# [Problem statement]
Where the listing below reaches the line containing "autonomous coding agent.", start writing out lines exactly, and stop once the line containing "pub struct LoopConfig" has been written.

# [Supplied material]

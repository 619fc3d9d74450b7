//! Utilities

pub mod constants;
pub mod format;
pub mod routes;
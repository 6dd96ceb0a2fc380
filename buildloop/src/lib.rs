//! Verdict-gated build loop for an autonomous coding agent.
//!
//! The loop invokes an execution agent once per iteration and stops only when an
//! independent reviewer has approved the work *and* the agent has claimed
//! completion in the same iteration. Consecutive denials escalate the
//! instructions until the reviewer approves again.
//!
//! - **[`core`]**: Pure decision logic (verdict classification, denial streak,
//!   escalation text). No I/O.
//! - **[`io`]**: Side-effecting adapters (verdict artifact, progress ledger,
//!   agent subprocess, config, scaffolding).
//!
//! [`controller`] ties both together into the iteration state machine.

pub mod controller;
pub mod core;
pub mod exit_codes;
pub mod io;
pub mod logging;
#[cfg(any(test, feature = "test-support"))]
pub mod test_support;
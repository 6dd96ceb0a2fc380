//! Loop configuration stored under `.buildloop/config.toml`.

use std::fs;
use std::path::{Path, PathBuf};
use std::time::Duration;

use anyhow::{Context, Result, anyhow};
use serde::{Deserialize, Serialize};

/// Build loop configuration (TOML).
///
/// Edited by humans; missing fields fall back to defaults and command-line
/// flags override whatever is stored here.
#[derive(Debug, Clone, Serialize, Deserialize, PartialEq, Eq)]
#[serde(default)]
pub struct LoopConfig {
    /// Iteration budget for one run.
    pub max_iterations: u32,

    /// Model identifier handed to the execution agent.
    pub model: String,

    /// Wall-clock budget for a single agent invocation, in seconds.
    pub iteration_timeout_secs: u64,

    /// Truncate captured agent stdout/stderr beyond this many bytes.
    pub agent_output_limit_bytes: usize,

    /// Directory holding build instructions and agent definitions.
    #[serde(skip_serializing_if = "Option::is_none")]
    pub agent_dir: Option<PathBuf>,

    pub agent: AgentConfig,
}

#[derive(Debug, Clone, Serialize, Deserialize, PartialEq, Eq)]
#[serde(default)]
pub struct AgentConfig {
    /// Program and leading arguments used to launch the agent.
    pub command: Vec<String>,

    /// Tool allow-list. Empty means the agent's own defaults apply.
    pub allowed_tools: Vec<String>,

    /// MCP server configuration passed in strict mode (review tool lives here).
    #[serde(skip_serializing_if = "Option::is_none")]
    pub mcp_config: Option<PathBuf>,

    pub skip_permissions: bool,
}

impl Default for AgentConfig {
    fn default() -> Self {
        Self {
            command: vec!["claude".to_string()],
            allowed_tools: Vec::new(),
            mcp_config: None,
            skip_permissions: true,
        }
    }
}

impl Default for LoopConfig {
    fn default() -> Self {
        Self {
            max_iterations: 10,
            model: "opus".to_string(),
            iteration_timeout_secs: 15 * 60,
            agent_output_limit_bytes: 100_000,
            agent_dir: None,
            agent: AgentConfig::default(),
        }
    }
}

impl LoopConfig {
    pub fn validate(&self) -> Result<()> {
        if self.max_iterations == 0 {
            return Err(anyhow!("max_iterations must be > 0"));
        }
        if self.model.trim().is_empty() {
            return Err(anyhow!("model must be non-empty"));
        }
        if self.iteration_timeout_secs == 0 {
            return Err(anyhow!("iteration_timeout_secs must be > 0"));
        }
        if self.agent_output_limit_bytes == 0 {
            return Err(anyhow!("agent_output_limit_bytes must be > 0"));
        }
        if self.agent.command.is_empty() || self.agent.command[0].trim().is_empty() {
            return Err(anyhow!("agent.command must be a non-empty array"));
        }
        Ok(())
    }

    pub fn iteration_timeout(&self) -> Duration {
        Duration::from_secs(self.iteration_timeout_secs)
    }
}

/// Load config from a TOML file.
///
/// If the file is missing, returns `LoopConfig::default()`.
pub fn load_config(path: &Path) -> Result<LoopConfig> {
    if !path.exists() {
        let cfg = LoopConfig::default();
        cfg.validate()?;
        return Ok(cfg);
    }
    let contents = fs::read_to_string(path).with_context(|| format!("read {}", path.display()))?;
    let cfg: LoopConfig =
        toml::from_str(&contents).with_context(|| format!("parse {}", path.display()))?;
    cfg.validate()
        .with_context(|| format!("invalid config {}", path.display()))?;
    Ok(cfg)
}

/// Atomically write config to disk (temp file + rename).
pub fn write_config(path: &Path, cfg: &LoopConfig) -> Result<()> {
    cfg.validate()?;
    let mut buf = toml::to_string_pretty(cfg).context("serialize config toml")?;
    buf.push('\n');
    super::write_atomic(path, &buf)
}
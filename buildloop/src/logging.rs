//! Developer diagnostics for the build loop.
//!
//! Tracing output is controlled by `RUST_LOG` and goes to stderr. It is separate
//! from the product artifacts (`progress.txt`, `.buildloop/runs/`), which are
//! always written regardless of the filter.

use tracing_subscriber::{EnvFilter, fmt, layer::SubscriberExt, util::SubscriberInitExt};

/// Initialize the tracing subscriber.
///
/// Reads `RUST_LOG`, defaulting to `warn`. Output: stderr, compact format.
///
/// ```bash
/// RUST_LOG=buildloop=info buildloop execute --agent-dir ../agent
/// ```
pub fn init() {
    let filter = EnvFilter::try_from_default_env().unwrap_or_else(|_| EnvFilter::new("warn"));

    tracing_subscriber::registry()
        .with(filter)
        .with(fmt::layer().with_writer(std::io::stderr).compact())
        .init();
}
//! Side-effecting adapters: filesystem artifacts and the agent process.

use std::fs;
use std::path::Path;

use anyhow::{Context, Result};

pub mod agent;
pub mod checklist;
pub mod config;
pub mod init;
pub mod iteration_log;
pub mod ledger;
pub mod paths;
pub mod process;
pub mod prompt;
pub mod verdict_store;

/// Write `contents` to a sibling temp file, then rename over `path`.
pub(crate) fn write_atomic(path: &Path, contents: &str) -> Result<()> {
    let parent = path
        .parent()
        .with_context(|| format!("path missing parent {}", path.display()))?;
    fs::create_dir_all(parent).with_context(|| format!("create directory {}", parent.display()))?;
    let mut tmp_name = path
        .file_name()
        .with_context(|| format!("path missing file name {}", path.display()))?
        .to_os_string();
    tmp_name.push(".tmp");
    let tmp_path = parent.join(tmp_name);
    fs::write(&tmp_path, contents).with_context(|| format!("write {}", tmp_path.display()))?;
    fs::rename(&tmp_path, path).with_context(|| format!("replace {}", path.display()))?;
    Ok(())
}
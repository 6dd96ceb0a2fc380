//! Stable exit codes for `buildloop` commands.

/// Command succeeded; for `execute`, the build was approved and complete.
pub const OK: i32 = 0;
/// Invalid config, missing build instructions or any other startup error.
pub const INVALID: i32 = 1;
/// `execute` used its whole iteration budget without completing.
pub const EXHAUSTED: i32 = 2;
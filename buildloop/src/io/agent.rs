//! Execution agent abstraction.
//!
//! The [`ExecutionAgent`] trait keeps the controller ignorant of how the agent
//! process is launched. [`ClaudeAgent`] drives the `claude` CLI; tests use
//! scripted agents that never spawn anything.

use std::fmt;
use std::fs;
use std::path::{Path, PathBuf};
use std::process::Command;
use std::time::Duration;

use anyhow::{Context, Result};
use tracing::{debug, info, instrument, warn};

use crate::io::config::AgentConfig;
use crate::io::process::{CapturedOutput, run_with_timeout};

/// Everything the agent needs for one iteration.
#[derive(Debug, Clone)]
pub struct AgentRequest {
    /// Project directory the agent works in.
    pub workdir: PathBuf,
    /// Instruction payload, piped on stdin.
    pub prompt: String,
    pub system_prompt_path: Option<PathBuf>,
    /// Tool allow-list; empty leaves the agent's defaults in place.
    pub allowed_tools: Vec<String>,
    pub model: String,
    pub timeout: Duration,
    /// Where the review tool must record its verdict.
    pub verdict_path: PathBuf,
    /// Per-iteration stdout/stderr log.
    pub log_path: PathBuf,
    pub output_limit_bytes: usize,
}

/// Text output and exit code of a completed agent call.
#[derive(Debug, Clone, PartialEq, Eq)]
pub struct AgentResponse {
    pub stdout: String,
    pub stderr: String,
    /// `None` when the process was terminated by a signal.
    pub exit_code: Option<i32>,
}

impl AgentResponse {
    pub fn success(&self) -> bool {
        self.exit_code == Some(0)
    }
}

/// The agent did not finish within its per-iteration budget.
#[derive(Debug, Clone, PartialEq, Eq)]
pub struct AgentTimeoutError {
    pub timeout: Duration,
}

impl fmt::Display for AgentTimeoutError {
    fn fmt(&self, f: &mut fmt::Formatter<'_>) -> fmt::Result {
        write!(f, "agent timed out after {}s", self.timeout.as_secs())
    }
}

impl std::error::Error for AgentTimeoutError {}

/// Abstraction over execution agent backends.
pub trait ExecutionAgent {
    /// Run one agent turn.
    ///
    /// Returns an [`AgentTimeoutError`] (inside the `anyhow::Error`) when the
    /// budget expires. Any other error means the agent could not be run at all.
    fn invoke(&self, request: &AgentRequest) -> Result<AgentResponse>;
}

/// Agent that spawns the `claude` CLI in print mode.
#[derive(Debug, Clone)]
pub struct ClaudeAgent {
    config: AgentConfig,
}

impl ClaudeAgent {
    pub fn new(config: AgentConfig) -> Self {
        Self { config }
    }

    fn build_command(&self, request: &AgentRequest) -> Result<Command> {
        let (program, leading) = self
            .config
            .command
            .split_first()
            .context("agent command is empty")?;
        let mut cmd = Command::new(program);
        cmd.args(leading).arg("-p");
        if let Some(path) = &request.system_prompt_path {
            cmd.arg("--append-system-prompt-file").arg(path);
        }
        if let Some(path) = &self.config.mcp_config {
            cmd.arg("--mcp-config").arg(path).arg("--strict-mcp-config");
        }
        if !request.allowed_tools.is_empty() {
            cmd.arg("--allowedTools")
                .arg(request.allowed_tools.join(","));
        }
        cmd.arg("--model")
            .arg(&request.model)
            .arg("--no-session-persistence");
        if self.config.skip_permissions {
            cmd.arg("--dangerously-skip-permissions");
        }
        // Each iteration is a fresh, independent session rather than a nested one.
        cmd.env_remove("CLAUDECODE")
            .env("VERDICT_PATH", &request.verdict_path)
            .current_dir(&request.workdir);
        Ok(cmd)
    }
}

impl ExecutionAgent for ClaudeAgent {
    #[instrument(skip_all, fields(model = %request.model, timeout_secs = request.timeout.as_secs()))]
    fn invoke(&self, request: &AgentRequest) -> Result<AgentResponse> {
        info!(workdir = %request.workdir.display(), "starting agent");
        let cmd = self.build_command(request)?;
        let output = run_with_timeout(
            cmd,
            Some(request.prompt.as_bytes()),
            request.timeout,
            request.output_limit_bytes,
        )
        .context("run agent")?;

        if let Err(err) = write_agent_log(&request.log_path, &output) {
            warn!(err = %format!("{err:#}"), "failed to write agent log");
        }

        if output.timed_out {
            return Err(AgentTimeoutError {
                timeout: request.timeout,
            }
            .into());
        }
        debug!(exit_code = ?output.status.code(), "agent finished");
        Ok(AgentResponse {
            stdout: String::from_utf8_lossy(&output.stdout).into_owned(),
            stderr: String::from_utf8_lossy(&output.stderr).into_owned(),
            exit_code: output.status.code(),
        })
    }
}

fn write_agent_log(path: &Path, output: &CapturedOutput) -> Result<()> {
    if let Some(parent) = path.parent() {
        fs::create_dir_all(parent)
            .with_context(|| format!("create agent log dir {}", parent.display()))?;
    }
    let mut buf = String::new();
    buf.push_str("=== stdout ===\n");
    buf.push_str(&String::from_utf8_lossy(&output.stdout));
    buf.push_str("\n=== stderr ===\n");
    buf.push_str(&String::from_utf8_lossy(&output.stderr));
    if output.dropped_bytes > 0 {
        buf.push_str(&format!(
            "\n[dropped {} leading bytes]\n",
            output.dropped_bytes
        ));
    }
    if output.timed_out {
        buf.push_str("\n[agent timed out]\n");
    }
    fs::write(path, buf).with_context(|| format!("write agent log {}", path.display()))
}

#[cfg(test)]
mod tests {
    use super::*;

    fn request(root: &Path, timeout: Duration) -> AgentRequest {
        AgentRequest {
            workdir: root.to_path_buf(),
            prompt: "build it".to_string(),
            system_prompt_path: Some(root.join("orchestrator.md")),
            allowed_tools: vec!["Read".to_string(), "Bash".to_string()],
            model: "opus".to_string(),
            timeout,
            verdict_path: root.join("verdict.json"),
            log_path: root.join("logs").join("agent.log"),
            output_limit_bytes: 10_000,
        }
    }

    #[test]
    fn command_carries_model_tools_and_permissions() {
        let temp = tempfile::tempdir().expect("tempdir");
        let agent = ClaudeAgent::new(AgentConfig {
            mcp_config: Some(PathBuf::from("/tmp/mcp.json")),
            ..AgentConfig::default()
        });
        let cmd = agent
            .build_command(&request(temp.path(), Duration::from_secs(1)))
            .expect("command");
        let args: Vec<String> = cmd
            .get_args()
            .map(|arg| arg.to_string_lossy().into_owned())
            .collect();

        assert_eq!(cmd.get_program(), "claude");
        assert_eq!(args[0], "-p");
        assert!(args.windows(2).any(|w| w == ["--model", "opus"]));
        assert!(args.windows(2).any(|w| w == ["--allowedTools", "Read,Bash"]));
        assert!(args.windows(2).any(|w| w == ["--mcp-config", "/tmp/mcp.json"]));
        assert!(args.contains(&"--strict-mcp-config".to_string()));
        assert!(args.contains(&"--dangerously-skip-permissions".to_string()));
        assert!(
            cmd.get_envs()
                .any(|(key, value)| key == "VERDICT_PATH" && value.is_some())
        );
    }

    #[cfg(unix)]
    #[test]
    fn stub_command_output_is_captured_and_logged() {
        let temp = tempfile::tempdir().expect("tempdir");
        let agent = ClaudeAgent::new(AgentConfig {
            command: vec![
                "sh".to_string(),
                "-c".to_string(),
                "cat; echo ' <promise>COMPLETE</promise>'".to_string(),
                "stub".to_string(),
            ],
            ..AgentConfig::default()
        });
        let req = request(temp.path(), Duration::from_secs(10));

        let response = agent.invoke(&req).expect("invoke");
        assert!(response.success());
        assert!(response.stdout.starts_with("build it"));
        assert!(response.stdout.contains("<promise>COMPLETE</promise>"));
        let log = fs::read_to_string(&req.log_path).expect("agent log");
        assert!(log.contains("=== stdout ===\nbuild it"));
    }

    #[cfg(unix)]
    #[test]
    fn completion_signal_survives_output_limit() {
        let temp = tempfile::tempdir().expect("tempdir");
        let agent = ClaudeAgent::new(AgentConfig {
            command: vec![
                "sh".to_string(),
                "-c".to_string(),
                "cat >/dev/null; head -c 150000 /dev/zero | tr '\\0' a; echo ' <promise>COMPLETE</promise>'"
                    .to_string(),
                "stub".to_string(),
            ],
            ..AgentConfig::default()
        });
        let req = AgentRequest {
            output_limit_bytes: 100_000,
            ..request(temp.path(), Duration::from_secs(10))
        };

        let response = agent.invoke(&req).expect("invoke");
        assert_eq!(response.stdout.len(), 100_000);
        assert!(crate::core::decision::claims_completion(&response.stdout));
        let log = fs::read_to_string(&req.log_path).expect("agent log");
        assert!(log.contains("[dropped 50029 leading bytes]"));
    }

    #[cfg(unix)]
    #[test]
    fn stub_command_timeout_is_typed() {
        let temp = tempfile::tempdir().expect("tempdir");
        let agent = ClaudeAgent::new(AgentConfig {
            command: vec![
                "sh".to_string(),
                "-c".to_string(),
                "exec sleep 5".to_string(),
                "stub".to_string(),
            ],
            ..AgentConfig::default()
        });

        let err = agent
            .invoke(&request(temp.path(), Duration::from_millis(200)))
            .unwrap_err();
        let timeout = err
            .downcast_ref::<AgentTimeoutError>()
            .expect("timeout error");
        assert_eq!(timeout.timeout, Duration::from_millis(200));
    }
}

# [Task solution]
//! Verdict-gated build loop for an autonomous coding agent.
//!
//! The loop invokes an execution agent once per iteration and stops only when an
//! independent reviewer has approved the work *and* the agent has claimed
//! completion in the same iteration. Consecutive denials escalate the
//! instructions until the reviewer approves again.
//!
//! - **[`core`]**: Pure decision logic (verdict classification, denial streak,
//!   escalation text). No I/O.
//! - **[`io`]**: Side-effecting adapters (verdict artifact, progress ledger,
//!   agent subprocess, config, scaffolding).
//!
//! [`controller`] ties both together into the iteration state machine.

pub mod controller;
pub mod core;
pub mod exit_codes;
pub mod io;
pub mod logging;
#[cfg(any(test, feature = "test-support"))]
pub mod test_support;
repository 6dd96ceb0a2fc380
//! Loop configuration stored under `.buildloop/config.toml`.

use std::fs;
use std::path::{Path, PathBuf};
use std::time::Duration;

use anyhow::{Context, Result, anyhow};
use serde::{Deserialize, Serialize};

/// Build loop configuration (TOML).
///
/// Edited by humans; missing fields fall back to defaults and command-line
/// flags override whatever is stored here.
#[derive(Debug, Clone, Serialize, Deserialize, PartialEq, Eq)]
#[serde(default)]
pub struct LoopConfig {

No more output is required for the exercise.